Provided information:
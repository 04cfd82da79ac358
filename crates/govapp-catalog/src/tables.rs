//! Parsed catalog tables.
//!
//! Each table is parsed from its embedded JSON the first time it is read
//! and then shared for the life of the process.

use std::sync::LazyLock;

use govapp_model::{CommonTransaction, Policy, Transaction};
use serde::de::DeserializeOwned;

use crate::embedded;
use crate::error::{CatalogError, Result};

static COMMON_TRANSACTIONS: LazyLock<Vec<CommonTransaction>> =
    LazyLock::new(|| parse_or_empty("common_transactions", embedded::COMMON_TRANSACTIONS));

static TRANSACTIONS: LazyLock<Vec<Transaction>> =
    LazyLock::new(|| parse_or_empty("transactions", embedded::TRANSACTIONS));

static POLICIES: LazyLock<Vec<Policy>> =
    LazyLock::new(|| parse_or_empty("policies", embedded::POLICIES));

/// Parse a table, surfacing errors.
fn parse<T: DeserializeOwned>(table: &'static str, json: &str) -> Result<Vec<T>> {
    serde_json::from_str(json).map_err(|source| CatalogError::Parse { table, source })
}

/// Parse a table for the static accessors. A broken table is logged and
/// treated as empty.
fn parse_or_empty<T: DeserializeOwned>(table: &'static str, json: &str) -> Vec<T> {
    match parse(table, json) {
        Ok(rows) => {
            tracing::debug!(table, rows = rows.len(), "Loaded catalog");
            rows
        }
        Err(e) => {
            tracing::error!("{e}");
            Vec::new()
        }
    }
}

/// Load a fresh copy of the common-transaction guides.
pub fn load_common_transactions() -> Result<Vec<CommonTransaction>> {
    parse("common_transactions", embedded::COMMON_TRANSACTIONS)
}

/// Load a fresh copy of the default transactions.
pub fn load_transactions() -> Result<Vec<Transaction>> {
    parse("transactions", embedded::TRANSACTIONS)
}

/// Load a fresh copy of the policy announcements.
pub fn load_policies() -> Result<Vec<Policy>> {
    parse("policies", embedded::POLICIES)
}

/// The common-transaction guide catalog.
pub fn common_transactions() -> &'static [CommonTransaction] {
    &COMMON_TRANSACTIONS
}

/// The transactions a fresh store starts with.
pub fn default_transactions() -> &'static [Transaction] {
    &TRANSACTIONS
}

/// The policies a fresh store starts with.
pub fn default_policies() -> &'static [Policy] {
    &POLICIES
}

Your assignment: Each line from the one containing "pub fn load_policies()" through the end of the entries, both included, is to be returned exactly, with no other lines.

Written response:
pub fn load_policies() -> Result<Vec<Policy>> {
    parse("policies", embedded::POLICIES)
}

/// The common-transaction guide catalog.
pub fn common_transactions() -> &'static [CommonTransaction] {
    &COMMON_TRANSACTIONS
}

/// The transactions a fresh store starts with.
pub fn default_transactions() -> &'static [Transaction] {
    &TRANSACTIONS
}

/// The policies a fresh store starts with.
pub fn default_policies() -> &'static [Policy] {
    &POLICIES
}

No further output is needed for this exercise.